> **REQUIRED ACTION**: Provide the number of lines below containing the word "success", without any other words.

== THE DATA ==

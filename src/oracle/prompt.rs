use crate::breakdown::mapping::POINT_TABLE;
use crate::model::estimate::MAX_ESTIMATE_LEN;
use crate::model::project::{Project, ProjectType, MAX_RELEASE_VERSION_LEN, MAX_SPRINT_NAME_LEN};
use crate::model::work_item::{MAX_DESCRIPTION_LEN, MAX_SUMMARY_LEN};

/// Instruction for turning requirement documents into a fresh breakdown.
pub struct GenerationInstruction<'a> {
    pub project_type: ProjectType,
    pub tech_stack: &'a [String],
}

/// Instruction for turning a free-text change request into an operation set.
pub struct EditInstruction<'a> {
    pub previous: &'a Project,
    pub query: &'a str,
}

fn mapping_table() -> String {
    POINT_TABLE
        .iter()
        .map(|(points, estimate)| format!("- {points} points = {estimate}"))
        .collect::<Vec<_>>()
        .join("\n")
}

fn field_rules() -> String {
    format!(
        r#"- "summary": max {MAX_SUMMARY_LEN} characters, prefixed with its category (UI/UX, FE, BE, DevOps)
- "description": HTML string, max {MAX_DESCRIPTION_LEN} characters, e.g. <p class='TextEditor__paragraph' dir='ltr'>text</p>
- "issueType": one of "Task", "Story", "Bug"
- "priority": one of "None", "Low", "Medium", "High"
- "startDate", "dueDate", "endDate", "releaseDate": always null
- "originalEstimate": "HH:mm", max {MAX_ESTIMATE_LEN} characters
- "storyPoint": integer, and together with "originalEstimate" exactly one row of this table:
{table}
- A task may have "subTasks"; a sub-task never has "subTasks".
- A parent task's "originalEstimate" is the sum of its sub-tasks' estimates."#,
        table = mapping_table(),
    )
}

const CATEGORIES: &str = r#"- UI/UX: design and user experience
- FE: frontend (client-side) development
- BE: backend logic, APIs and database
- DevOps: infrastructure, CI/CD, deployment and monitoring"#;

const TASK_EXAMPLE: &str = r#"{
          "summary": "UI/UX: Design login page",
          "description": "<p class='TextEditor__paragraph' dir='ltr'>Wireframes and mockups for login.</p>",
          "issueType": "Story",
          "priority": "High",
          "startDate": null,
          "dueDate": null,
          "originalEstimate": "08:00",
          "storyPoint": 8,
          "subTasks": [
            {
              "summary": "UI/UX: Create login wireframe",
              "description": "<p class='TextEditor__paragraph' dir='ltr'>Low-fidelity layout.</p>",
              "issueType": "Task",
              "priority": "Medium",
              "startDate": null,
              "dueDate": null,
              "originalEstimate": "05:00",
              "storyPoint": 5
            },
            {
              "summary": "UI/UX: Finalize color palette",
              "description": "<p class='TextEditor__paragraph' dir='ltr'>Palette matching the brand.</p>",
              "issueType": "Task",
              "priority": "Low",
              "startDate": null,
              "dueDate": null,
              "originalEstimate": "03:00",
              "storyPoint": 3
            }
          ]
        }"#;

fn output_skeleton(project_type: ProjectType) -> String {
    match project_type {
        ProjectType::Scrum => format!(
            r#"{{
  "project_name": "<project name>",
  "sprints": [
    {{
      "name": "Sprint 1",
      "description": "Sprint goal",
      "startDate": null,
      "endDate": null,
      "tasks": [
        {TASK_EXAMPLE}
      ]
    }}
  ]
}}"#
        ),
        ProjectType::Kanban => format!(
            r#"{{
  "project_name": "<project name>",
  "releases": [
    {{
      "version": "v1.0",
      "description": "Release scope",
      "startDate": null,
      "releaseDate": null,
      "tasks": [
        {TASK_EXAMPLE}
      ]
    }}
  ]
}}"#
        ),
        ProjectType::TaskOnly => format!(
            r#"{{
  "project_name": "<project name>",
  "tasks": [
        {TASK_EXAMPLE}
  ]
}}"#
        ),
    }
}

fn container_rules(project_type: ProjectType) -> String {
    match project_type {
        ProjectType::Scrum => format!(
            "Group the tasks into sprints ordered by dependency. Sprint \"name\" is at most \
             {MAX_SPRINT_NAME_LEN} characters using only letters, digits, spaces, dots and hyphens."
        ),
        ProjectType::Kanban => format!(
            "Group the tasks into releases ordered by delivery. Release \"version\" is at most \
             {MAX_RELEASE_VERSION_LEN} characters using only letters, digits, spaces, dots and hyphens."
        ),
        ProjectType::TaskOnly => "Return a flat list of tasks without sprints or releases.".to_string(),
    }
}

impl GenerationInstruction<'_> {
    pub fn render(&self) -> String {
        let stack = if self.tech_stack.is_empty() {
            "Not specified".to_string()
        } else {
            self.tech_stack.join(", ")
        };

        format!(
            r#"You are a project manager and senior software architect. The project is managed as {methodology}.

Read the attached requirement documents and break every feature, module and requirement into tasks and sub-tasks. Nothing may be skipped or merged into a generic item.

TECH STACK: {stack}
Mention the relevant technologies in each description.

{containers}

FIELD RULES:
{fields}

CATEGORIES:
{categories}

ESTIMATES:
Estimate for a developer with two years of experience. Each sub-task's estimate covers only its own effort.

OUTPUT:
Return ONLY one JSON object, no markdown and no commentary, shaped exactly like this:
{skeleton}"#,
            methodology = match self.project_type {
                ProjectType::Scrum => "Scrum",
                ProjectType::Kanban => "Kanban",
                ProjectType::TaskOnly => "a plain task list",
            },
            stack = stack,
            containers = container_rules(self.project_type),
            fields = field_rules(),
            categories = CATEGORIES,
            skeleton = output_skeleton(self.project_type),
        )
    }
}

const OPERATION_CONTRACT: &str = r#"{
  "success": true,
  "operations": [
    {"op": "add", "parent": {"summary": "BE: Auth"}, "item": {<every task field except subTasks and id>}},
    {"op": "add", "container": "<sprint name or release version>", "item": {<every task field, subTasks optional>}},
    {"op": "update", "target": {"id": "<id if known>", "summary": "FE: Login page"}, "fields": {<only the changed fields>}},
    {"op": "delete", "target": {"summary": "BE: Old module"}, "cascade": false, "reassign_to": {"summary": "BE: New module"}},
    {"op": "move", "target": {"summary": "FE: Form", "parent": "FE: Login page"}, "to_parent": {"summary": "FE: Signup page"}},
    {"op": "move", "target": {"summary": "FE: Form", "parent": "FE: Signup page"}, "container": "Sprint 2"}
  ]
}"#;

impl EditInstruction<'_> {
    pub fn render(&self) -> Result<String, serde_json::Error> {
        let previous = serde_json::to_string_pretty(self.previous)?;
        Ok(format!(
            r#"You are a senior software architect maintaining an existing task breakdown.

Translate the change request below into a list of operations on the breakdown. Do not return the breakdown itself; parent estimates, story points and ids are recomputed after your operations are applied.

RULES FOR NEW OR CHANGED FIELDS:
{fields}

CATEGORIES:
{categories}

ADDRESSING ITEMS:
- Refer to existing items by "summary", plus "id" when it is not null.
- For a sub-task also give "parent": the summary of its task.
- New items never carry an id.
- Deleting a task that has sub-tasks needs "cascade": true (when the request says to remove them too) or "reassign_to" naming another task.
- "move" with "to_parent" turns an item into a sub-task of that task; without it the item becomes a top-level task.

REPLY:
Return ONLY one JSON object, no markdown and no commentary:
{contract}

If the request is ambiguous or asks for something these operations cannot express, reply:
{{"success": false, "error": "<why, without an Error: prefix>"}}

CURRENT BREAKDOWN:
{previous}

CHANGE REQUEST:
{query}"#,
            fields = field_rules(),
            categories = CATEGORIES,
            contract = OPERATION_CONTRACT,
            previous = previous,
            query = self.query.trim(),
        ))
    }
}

===

> **SOLUTION FOR THIS EXERCISE**: 2